No lo haré, pienso. Te lo prometo. Y camino despacio, alejándome.
No hace mucho que acepté el paso del tiempo. Está bien, me dije, que cambie mi cuerpo, que cambien mis ideas o se transformen. Y finalmente me advertí, que no cambie mi esencia.

Con el paso del tiempo pude comprobar que las personas, más allá de los giros o aparentes modificaciones, son siempre las mismas. En definitiva, mis amigos de la infancia, ahora con varios años más, son igual que fueron ayer. En la simpleza de la vida cotidiana, el niño los delata revelando sus "esencias".

Desde que surgió la idea de despedir al niño conservando su esencia, no he parado de imaginarme abuelo, ya anciano, disfrazado de zorro y corriendo con los pequeños.

A veces me pregunto cuánto del niño que fui habrá en mí. Cuánto de fantasías, sueños e ingenuidades. Cuánto de miedos, proyectos y dudas.

Y seguidamente siento la necesidad de hablarle a aquél niño: si pudiera, te tomaría de la mano, y te llevaría con tu infancia a recorrer el mundo. ¿Vamos?

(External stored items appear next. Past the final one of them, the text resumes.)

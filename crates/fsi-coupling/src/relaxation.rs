//! Under-relaxation of applied forces between fixed-point substeps.

use crate::error::{CouplingError, CouplingResult};
use crate::settings::CouplingSettings;
use fsi_core::lerp;
use fsi_state::StructuralTimestepState;
use nalgebra::DMatrix;

/// Ramp applied to the unsteady aerodynamic forces over the first substeps.
pub const UNSTEADY_RAMP: [f64; 5] = [0.0, 0.25, 0.5, 0.75, 1.0];

/// Outer steps during which the unsteady contribution stays switched off.
pub const UNSTEADY_STARTUP_STEPS: usize = 5;

/// Maps a substep index to a relaxation coefficient.
#[derive(Clone, Copy, Debug, PartialEq)]
pub struct RelaxationScheduler {
    pub dynamic: bool,
    pub initial: f64,
    pub final_factor: f64,
    pub steps: usize,
}

impl RelaxationScheduler {
    pub fn from_settings(settings: &CouplingSettings) -> Self {
        Self {
            dynamic: settings.dynamic_relaxation,
            initial: settings.relaxation_factor,
            final_factor: settings.final_relaxation_factor,
            steps: settings.relaxation_steps,
        }
    }

    /// Coefficient for substep `k`.
    ///
    /// Linear from `initial` at `k = 0` to `final_factor` at `k = steps`,
    /// constant afterwards. Constant `initial` when dynamic relaxation is off.
    pub fn factor(&self, k: usize) -> f64 {
        if !self.dynamic {
            return self.initial;
        }
        if k >= self.steps {
            return self.final_factor;
        }
        lerp(self.initial, self.final_factor, k as f64 / self.steps as f64)
    }
}

/// Convex blending of a new force estimate with the previous one.
#[derive(Clone, Copy, Debug, Default)]
pub struct ForceRelaxer;

impl ForceRelaxer {
    /// Replace the forces of `current` by `(1 - coeff) * current + coeff * previous`.
    ///
    /// Applies to both the steady and the unsteady applied-force arrays.
    pub fn relax(
        &self,
        current: &mut StructuralTimestepState,
        previous: &StructuralTimestepState,
        coeff: f64,
    ) -> CouplingResult<()> {
        blend(
            &mut current.steady_applied_forces,
            &previous.steady_applied_forces,
            coeff,
            "steady_applied_forces",
        )?;
        blend(
            &mut current.unsteady_applied_forces,
            &previous.unsteady_applied_forces,
            coeff,
            "unsteady_applied_forces",
        )
    }
}

fn blend(
    current: &mut DMatrix<f64>,
    previous: &DMatrix<f64>,
    coeff: f64,
    what: &str,
) -> CouplingResult<()> {
    if current.shape() != previous.shape() {
        return Err(CouplingError::Shape {
            what: format!(
                "{what}: current {:?} vs previous {:?}",
                current.shape(),
                previous.shape()
            ),
        });
    }
    current.zip_apply(previous, |c, p| *c = (1.0 - coeff) * *c + coeff * p);
    Ok(())
}

/// Scaling of the unsteady aerodynamic forces at substep `k` of outer step `ts`.
///
/// Indices past the ramp table saturate at 1.
pub fn unsteady_force_coefficient(enabled: bool, k: usize, ts: usize) -> f64 {
    if !enabled || ts < UNSTEADY_STARTUP_STEPS {
        return 0.0;
    }
    UNSTEADY_RAMP.get(k).copied().unwrap_or(1.0)
}

/// Coefficient suggested for substeps close to the budget.
///
/// The driver evaluates this after the blend of the same substep has
/// already been applied, so it never changes the forces.
pub fn late_substep_override(k: usize, fsi_substeps: usize) -> Option<f64> {
    let k = k as f64;
    let budget = fsi_substeps as f64;
    if k > 0.9 * budget {
        Some(0.3)
    } else if k > 0.8 * budget {
        Some(0.8)
    } else {
        None
    }
}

En fin, de todos modos creo que aceptamos el trato. El se aferró a mi mano y juntos vamos recorriendo las calles. Si hasta me permito dudar si no fue él quien hace 4 meses sopló las velitas en el cumpleaños Nº 26.

Extrañamente este año pensé varias veces en el niño que yo fui. Y ahora, cuando el niño ya está lejos, siento la necesidad de volver a sus recuerdos con la necesidad de compartirlos.

Recuerdo el niño que fui sentado en una mesa e inquieto, justo a la hora de comer. Prometiéndoles a todos que los haría reír, que a pesar de la resistencia que impondrían sería capaz de hacerlos sonreír primero y provocarles la carcajada después.

Recuerdo ese simple momento, cuando mi papá, sentado en la cabecera, no podía disimular sus preocupaciones y con su mirada perdida veía la televisión inmutable. En verdad yo sabía que sus cosas no andaban bien y que mi capacidad de revertir su situación era demasiado acotada como para ayudarlo a resolver sus problemas. Igualmente, en distintas oportunidades hice lo que estaba a mi alcance: lo intenté.

Todo comenzaba cuando de repente les decía: "Los voy a hacer reír". Y segundos después empezaba el reto. Me ponía frente a cada uno de los miembros de mi familia y comenzaba el desafío.

Primero resistían, como fruto de su empeño. Fruncían sus rostros y se concentraban en contener el gesto serio. Pero finalmente, yo persistía, recurriendo a cosas inimaginables. Y, cuando menos lo esperaban, comenzaba a doblegarlos. Ya no podían contener el gesto y fracasaban en el intento.